When world hostilities ceased in 1945, Jock, still very weak from his time in hospital, had returned to Hobart with his young family. It was a gloomy time but he took solace in starting to design a fishing cruiser for a Sydney buyer. The sale fell through when the hull was only partly completed and he sold it to George Gibson, his former mainsheet hand in Kittiwake from cadet-dinghy racing days.
Westward
"You could say that success started right then. Westward was built as a fishing cruiser but she raced with the fishing well sealed over and her propeller removed. I like to remember that she must be the only yacht with a fish-well to win the big race. "She was designed as a fishing/cruiser. That was the important thing to remember. But bear in mind also that the Sydney to Hobart race was run by the Cruising Yacht Club of Australia, a cruising club, not a racing club." Westward was launched in 1947 and has an overall length of 41 feet 9 inches, a beam of 12 feet and draws 6 feet 6 inches. She was heavily constructed of one and one-eighth inch celery pine planking on laminated blue gum timbers with eight inch centres and had heavy stringers and deck beams. She had a roomy deckhouse which almost entirely covered her self-draining cockpit and the deck was raised for the length of the cabin giving headroom below.
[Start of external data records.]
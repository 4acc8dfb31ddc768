use thiserror::Error;

/// Structural failures while constructing a [`crate::hand_history::Hand`].
///
/// Field-level problems never surface here; they degrade to defaults per the
/// module's leniency policy. These errors mean the input is not a hand at all.
#[derive(Error, Debug, PartialEq, Eq, Clone)]
pub enum HandParseError {
    #[error("hand history text is empty")]
    EmptyHand,

    #[error("no seat listing found in hand history")]
    NoSeats,
}
#[cfg(test)]
mod tests {
    use super::*;
    use approx::assert_relative_eq;
    use rand::{rng, Rng};

    #[test_log::test]
    fn test_two_player_winner_probability_is_chip_share() {
        let stacks = [3000.0, 1000.0];
        assert_relative_eq!(
            finish_probability(&stacks, 0, 1).unwrap(),
            0.75,
            epsilon = 1e-12
        );
        assert_relative_eq!(
            finish_probability(&stacks, 1, 2).unwrap(),
            0.75,
            epsilon = 1e-12
        );
    }

    #[test_log::test]
    fn test_three_player_second_place_by_hand() {
        // Orders putting player 0 second: (1,0,2) and (2,0,1).
        // 0.3 * 50/70 + 0.2 * 50/80
        let stacks = [50.0, 30.0, 20.0];
        let expected = 0.3 * (50.0 / 70.0) + 0.2 * (50.0 / 80.0);
        assert_relative_eq!(
            finish_probability(&stacks, 0, 2).unwrap(),
            expected,
            epsilon = 1e-12
        );
    }

    #[test_log::test]
    fn test_out_of_range_is_zero() {
        let stacks = [50.0, 30.0, 20.0];
        assert_eq!(finish_probability(&stacks, 0, 4).unwrap(), 0.0);
        assert_eq!(finish_probability(&stacks, 3, 1).unwrap(), 0.0);
        assert_eq!(finish_probability(&stacks, 0, 0).unwrap(), 0.0);
    }

    #[test_log::test]
    fn test_zero_stack_takes_worst_place() {
        let stacks = [500.0, 0.0, 300.0];
        assert_eq!(finish_probability(&stacks, 1, 3).unwrap(), 1.0);
        assert_eq!(finish_probability(&stacks, 1, 1).unwrap(), 0.0);
        assert_eq!(finish_probability(&stacks, 1, 2).unwrap(), 0.0);
        // The live players never take the worst place.
        assert_eq!(finish_probability(&stacks, 0, 3).unwrap(), 0.0);
    }

    /// Conservation must survive several already-busted stacks: the busted
    /// players share the bottom places, they do not each claim the worst one.
    #[test_log::test]
    fn test_multiple_zero_stacks_share_bottom_places() {
        let stacks = [100.0, 0.0, 0.0, 300.0];
        for player in 0..stacks.len() {
            let sum: f64 = (1..=stacks.len())
                .map(|place| finish_probability(&stacks, player, place).unwrap())
                .sum();
            assert_relative_eq!(sum, 1.0, epsilon = 1e-12);
        }
        assert_relative_eq!(
            finish_probability(&stacks, 1, 3).unwrap(),
            0.5,
            epsilon = 1e-12
        );
        assert_relative_eq!(
            finish_probability(&stacks, 1, 4).unwrap(),
            0.5,
            epsilon = 1e-12
        );
        assert_eq!(finish_probability(&stacks, 1, 1).unwrap(), 0.0);

        // Payouts hand out exactly the pool even with two busted players.
        let eq = equity(&[100.0, 0.0, 0.0], &[50.0, 30.0, 20.0]).unwrap();
        assert_relative_eq!(eq.iter().sum::<f64>(), 100.0, epsilon = 1e-12);
        assert_relative_eq!(eq[0], 50.0, epsilon = 1e-12);
        assert_relative_eq!(eq[1], 25.0, epsilon = 1e-12);
        assert_relative_eq!(eq[2], 25.0, epsilon = 1e-12);
    }

    #[test_log::test]
    fn test_invalid_stacks_rejected() {
        assert_eq!(
            finish_probability(&[100.0, -1.0], 0, 1).unwrap_err(),
            IcmError::InvalidStacks
        );
        assert_eq!(
            finish_probability(&[100.0, f64::NAN], 0, 1).unwrap_err(),
            IcmError::InvalidStacks
        );
        assert_eq!(
            equity(&[100.0, f64::INFINITY], &[1.0]).unwrap_err(),
            IcmError::InvalidStacks
        );
    }

    #[test_log::test]
    fn test_too_many_players_is_reported() {
        let stacks = vec![100.0; MAX_PLAYERS + 1];
        assert_eq!(
            finish_probability(&stacks, 0, 1).unwrap_err(),
            IcmError::TooManyPlayers(MAX_PLAYERS + 1)
        );
    }

    /// For any player the place distribution must sum to one.
    #[test_log::test]
    fn test_probability_conservation() {
        let mut rng = rng();
        for n in 2..=6 {
            let stacks: Vec<f64> = (0..n).map(|_| rng.random_range(1..5000) as f64).collect();
            for player in 0..n {
                let sum: f64 = (1..=n)
                    .map(|place| finish_probability(&stacks, player, place).unwrap())
                    .sum();
                assert_relative_eq!(sum, 1.0, epsilon = 1e-9);
            }
        }
    }

    /// Conservation must also hold on the subset-recursion path.
    #[test_log::test]
    fn test_probability_conservation_large_field() {
        let mut rng = rng();
        let n = ENUMERATION_LIMIT + 2;
        let stacks: Vec<f64> = (0..n).map(|_| rng.random_range(1..5000) as f64).collect();
        for player in 0..n {
            let sum: f64 = (1..=n)
                .map(|place| finish_probability(&stacks, player, place).unwrap())
                .sum();
            assert_relative_eq!(sum, 1.0, epsilon = 1e-9);
        }
    }

    /// The permutation and subset formulations must agree to 1e-9.
    #[test_log::test]
    fn test_cross_implementation_agreement() {
        let mut rng = rng();
        for n in 2..=ENUMERATION_LIMIT {
            let stacks: Vec<f64> = (0..n).map(|_| rng.random_range(1..5000) as f64).collect();
            for player in 0..n {
                for place in 1..=n {
                    let by_orders = enumerated(&stacks, player, place);
                    let by_subsets = subset_recursion(&stacks, player, place);
                    assert_relative_eq!(by_orders, by_subsets, epsilon = 1e-9);
                }
            }
        }
    }

    #[test_log::test]
    fn test_subset_matrix_matches_scalar_form() {
        let stacks = [4500.0, 2500.0, 1500.0, 1000.0, 500.0];
        let matrix = subset_matrix(&stacks);
        for player in 0..stacks.len() {
            for place in 1..=stacks.len() {
                assert_relative_eq!(
                    matrix[player][place - 1],
                    enumerated(&stacks, player, place),
                    epsilon = 1e-9
                );
            }
        }
    }

    /// Paying out every place hands out exactly the pool.
    #[test_log::test]
    fn test_payout_conservation() {
        let payouts = [50.0, 30.0, 20.0];
        let stacks = [4000.0, 2500.0, 1500.0, 1000.0];
        let eq = equity(&stacks, &payouts).unwrap();
        let total: f64 = eq.iter().sum();
        assert_relative_eq!(total, 100.0, epsilon = 1e-9);
    }

    /// Equity attaches to the stack value, not the seat label.
    #[test_log::test]
    fn test_label_symmetry() {
        let payouts = [65.0, 35.0];
        let stacks = [4000.0, 2500.0, 1500.0];
        let permuted = [1500.0, 4000.0, 2500.0];
        let eq = equity(&stacks, &payouts).unwrap();
        let eq_permuted = equity(&permuted, &payouts).unwrap();
        assert_relative_eq!(eq[0], eq_permuted[1], epsilon = 1e-9);
        assert_relative_eq!(eq[1], eq_permuted[2], epsilon = 1e-9);
        assert_relative_eq!(eq[2], eq_permuted[0], epsilon = 1e-9);
    }

    #[test_log::test]
    fn test_equity_order_follows_stacks() {
        let payouts = [50.0, 30.0, 20.0];
        let stacks = [9000.0, 3000.0, 2000.0, 1000.0];
        let eq = equity(&stacks, &payouts).unwrap();
        assert!(eq[0] > eq[1] && eq[1] > eq[2] && eq[2] > eq[3]);
        // Even a dominant stack is worth less than first-place money.
        assert!(eq[0] < payouts[0]);
    }

    /// Equal stacks split the pool evenly.
    #[test_log::test]
    fn test_equal_stacks_equal_equity() {
        let payouts = [50.0, 30.0];
        let eq = equity(&[1000.0, 1000.0, 1000.0], &payouts).unwrap();
        for e in &eq {
            assert_relative_eq!(*e, 80.0 / 3.0, epsilon = 1e-9);
        }
    }

    #[test_log::test]
    fn test_more_payouts_than_players() {
        // Only the first n payout places are reachable.
        let eq = equity(&[600.0, 400.0], &[50.0, 30.0, 20.0]).unwrap();
        let total: f64 = eq.iter().sum();
        assert_relative_eq!(total, 80.0, epsilon = 1e-9);
    }
}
Her building virtually marked the start of Muir's Boatyard and her first race the start of Jock Muir's heyday as a blue water ocean racer. Jock classes the 1947 Sydney-Hobart race win in Westward as one of the three greatest thrills of his sailing life. Westward was sold to John Soloman of Victoria and then to Bert Robilliard, also of Victoria. Later, she was sold to Stan Field, then of Melbourne and in August 1965 set off on a 15-year cruise, mainly in the South Pacific, but also visited the Panama Canal. Stan, who is still the owner, now keeps her on the Mary River, Maryborough, Queensland: "Stan has had tens of thousands of miles trouble-free cruising and as I have said, she is still in top condition.